WHAT THE EXERCISE ASKS:
Exactly reproduce the data from its first line through the line with "use clap::Parser;", leaving out every line after it.

Records excerpted from a collection:

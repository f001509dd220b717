//! Portway relay
//!
//! Accepts tunnel clients on the control listener and publishes their local
//! services as `<subdomain>.<domain>` HTTP tunnels or public TCP ports.

mod api;
mod edge;
mod server;

use anyhow::{Context, Result};
use clap::Parser;
use portway_auth::{HashParams, RateLimitConfig, RateLimiter};
use portway_control::{
    parse_port_range, HttpTunnelRelay, RelayConfig, TcpTunnelRelay, TunnelHandler,
};
use portway_relay_db::DbTunnelStore;
use std::net::SocketAddr;
use std::sync::Arc;
use std::time::Duration;
use tokio::net::TcpListener;
use tokio::signal;
use tracing::{error, info};
use tracing_subscriber::{layer::SubscriberExt, util::SubscriberInitExt};

/// Tunnel relay - publishes local services through client control channels
#[derive(Parser, Debug)]
#[command(name = "portway")]
#[command(about = "Run a Portway tunnel relay", long_about = None)]
#[command(version)]
#[command(long_version = concat!(env!("CARGO_PKG_VERSION"), "\nCommit: ", env!("GIT_HASH"), "\nBuilt: ", env!("BUILD_TIME")))]
struct Cli {
    /// Tunnel control listener address
    #[arg(long, env = "PORTWAY_CONTROL_ADDR", default_value = "0.0.0.0:4443")]
    control_addr: SocketAddr,

    /// Public HTTP edge address
    #[arg(long, env = "PORTWAY_HTTP_ADDR", default_value = "0.0.0.0:8080")]
    http_addr: SocketAddr,

    /// Admin API address
    #[arg(long, env = "PORTWAY_API_ADDR", default_value = "127.0.0.1:3080")]
    api_addr: SocketAddr,

    /// Disable the admin API
    #[arg(long)]
    no_api: bool,

    /// Tunnel domain; HTTP tunnels are published at {subdomain}.{domain}
    #[arg(long, env = "PORTWAY_DOMAIN", default_value = "localhost")]
    domain: String,

    /// Host name advertised in tcp:// URLs (defaults to the domain)
    #[arg(long, env = "PORTWAY_PUBLIC_HOST")]
    public_host: Option<String>,

    /// Scheme used in HTTP public URLs
    #[arg(long, default_value = "http")]
    public_scheme: String,

    /// Database URL (sqlite::memory:, sqlite://./portway.db?mode=rwc, postgres://...)
    #[arg(long, env = "DATABASE_URL", default_value = "sqlite::memory:")]
    database_url: String,

    /// Active registrations untouched for this many seconds can be reclaimed
    #[arg(long, default_value = "300")]
    stale_after_secs: u64,

    /// Port range for TCP tunnels (e.g. "10000-20000")
    #[arg(long, env = "PORTWAY_TCP_PORT_RANGE", default_value = "10000-20000")]
    tcp_port_range: String,

    /// Seconds to wait for a tunnel client to answer a request
    #[arg(long, default_value = "30")]
    request_timeout_secs: u64,

    /// Maximum concurrent requests per HTTP tunnel
    #[arg(long, default_value = "100")]
    max_in_flight: usize,

    /// Maximum HTTP request body size in bytes
    #[arg(long, default_value = "10485760")]
    max_body_bytes: usize,

    /// Maximum control frame size in bytes
    #[arg(long, default_value = "16777216")]
    max_frame_bytes: usize,

    /// Close control channels silent for this many seconds
    #[arg(long, default_value = "90")]
    idle_timeout_secs: u64,

    /// Failed password attempts before a lockout
    #[arg(long, default_value = "5")]
    rate_limit_attempts: u32,

    /// First lockout in seconds; doubles with each further failure
    #[arg(long, default_value = "30")]
    lockout_secs: u64,

    /// Longest lockout in seconds
    #[arg(long, default_value = "3600")]
    max_lockout_secs: u64,

    /// Log level (trace, debug, info, warn, error); RUST_LOG takes precedence
    #[arg(long, default_value = "info")]
    log_level: String,
}

impl Cli {
    fn relay_config(&self) -> Result<RelayConfig> {
        let tcp_port_range = parse_port_range(&self.tcp_port_range)
            .map_err(|e| anyhow::anyhow!(e))
            .context("Invalid --tcp-port-range")?;

        Ok(RelayConfig {
            domain: self.domain.clone(),
            public_host: self
                .public_host
                .clone()
                .unwrap_or_else(|| self.domain.clone()),
            public_scheme: self.public_scheme.clone(),
            request_timeout: Duration::from_secs(self.request_timeout_secs),
            max_in_flight_per_tunnel: self.max_in_flight,
            max_body_bytes: self.max_body_bytes,
            max_frame_bytes: self.max_frame_bytes,
            channel_idle_timeout: Duration::from_secs(self.idle_timeout_secs),
            tcp_port_range,
            rate_limit: RateLimitConfig {
                max_attempts: self.rate_limit_attempts,
                base_lockout: Duration::from_secs(self.lockout_secs),
                max_lockout: Duration::from_secs(self.max_lockout_secs),
                ..RateLimitConfig::default()
            },
            password_hashing: HashParams::default(),
            ..RelayConfig::default()
        })
    }
}

#[tokio::main]
async fn main() -> Result<()> {
    let cli = Cli::parse();
    init_logging(&cli.log_level)?;

    let config = cli.relay_config()?;

    info!("🚀 Starting Portway relay");
    info!("Tunnel control: {}", cli.control_addr);
    info!("HTTP endpoint: {}", cli.http_addr);
    info!("Subdomains will be: {{name}}.{}", config.domain);
    info!(
        "TCP port range: {}-{}",
        config.tcp_port_range.start(),
        config.tcp_port_range.end()
    );

    info!("Connecting to database: {}", cli.database_url);
    let db = portway_relay_db::connect(&cli.database_url)
        .await
        .context("Failed to connect to database")?;
    portway_relay_db::migrate(&db)
        .await
        .context("Failed to run database migrations")?;
    let store =
        DbTunnelStore::new(db).with_stale_after(Duration::from_secs(cli.stale_after_secs));

    let rate_limiter = Arc::new(RateLimiter::new(config.rate_limit));
    let sweeper = rate_limiter.spawn_sweeper();

    let http = Arc::new(
        HttpTunnelRelay::new(config.clone(), Arc::new(store))
            .with_rate_limiter(Arc::clone(&rate_limiter)),
    );
    let tcp = Arc::new(TcpTunnelRelay::new(config));
    let handler = TunnelHandler::new(Arc::clone(&http), Arc::clone(&tcp));

    let control_listener = TcpListener::bind(cli.control_addr)
        .await
        .with_context(|| format!("Failed to bind control listener on {}", cli.control_addr))?;
    let control_handle = tokio::spawn(server::run_control_listener(control_listener, handler));

    let http_listener = TcpListener::bind(cli.http_addr)
        .await
        .with_context(|| format!("Failed to bind HTTP edge on {}", cli.http_addr))?;
    let edge = edge::router(edge::EdgeState::new(Arc::clone(&http)));
    let http_handle = tokio::spawn(async move {
        if let Err(e) = axum::serve(
            http_listener,
            edge.into_make_service_with_connect_info::<SocketAddr>(),
        )
        .await
        {
            error!("HTTP edge stopped: {}", e);
        }
    });

    let api_handle = if cli.no_api {
        None
    } else {
        let api_listener = TcpListener::bind(cli.api_addr)
            .await
            .with_context(|| format!("Failed to bind admin API on {}", cli.api_addr))?;
        let api = api::router(api::AdminState {
            http: Arc::clone(&http),
            tcp: Arc::clone(&tcp),
        });
        info!("Admin API: {}", cli.api_addr);
        Some(tokio::spawn(async move {
            if let Err(e) = axum::serve(api_listener, api).await {
                error!("Admin API stopped: {}", e);
            }
        }))
    };

    info!("✅ Portway relay is running");
    info!("Press Ctrl+C to stop");

    match signal::ctrl_c().await {
        Ok(()) => info!("Shutdown signal received, stopping servers..."),
        Err(err) => error!("Error listening for shutdown signal: {}", err),
    }

    control_handle.abort();
    http_handle.abort();
    if let Some(handle) = api_handle {
        handle.abort();
    }
    sweeper.abort();

    let closed = http.shutdown() + tcp.shutdown();
    info!("✅ Portway relay stopped ({} tunnels closed)", closed);

    Ok(())
}

fn init_logging(log_level: &str) -> Result<()> {
    let filter = tracing_subscriber::EnvFilter::try_from_default_env()
        .or_else(|_| tracing_subscriber::EnvFilter::try_new(log_level))?;

    tracing_subscriber::registry()
        .with(filter)
        .with(tracing_subscriber::fmt::layer())
        .init();

    Ok(())
}

#[cfg(test)]
mod tests {
    use super::*;

    #[test]
    fn test_cli_defaults() {
        let cli = Cli::try_parse_from(["portway"]).unwrap();
        assert_eq!(cli.control_addr, "0.0.0.0:4443".parse::<SocketAddr>().unwrap());
        assert_eq!(cli.http_addr, "0.0.0.0:8080".parse::<SocketAddr>().unwrap());

        let config = cli.relay_config().unwrap();
        assert_eq!(config.public_host, "localhost");
        assert_eq!(config.tcp_port_range, 10000..=20000);
        assert_eq!(config.request_timeout, Duration::from_secs(30));
        assert_eq!(config.rate_limit.max_attempts, 5);
    }

    #[test]
    fn test_cli_overrides() {
        let cli = Cli::try_parse_from([
            "portway",
            "--domain",
            "tunnel.example.com",
            "--tcp-port-range",
            "30000-30010",
            "--request-timeout-secs",
            "5",
        ])
        .unwrap();
        let config = cli.relay_config().unwrap();
        assert_eq!(config.public_host, "tunnel.example.com");
        assert_eq!(
            config.http_public_url("app"),
            "http://app.tunnel.example.com"
        );
        assert_eq!(config.tcp_port_range, 30000..=30010);
        assert_eq!(config.request_timeout, Duration::from_secs(5));
    }

    #[test]
    fn test_invalid_port_range() {
        let cli = Cli::try_parse_from(["portway", "--tcp-port-range", "9-1"]).unwrap();
        assert!(cli.relay_config().is_err());
    }
}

PROBLEM SOLUTION:
repository f001509dd220b717
//! Portway relay
//!
//! Accepts tunnel clients on the control listener and publishes their local
//! services as `<subdomain>.<domain>` HTTP tunnels or public TCP ports.

mod api;
mod edge;
mod server;

use anyhow::{Context, Result};
use clap::Parser;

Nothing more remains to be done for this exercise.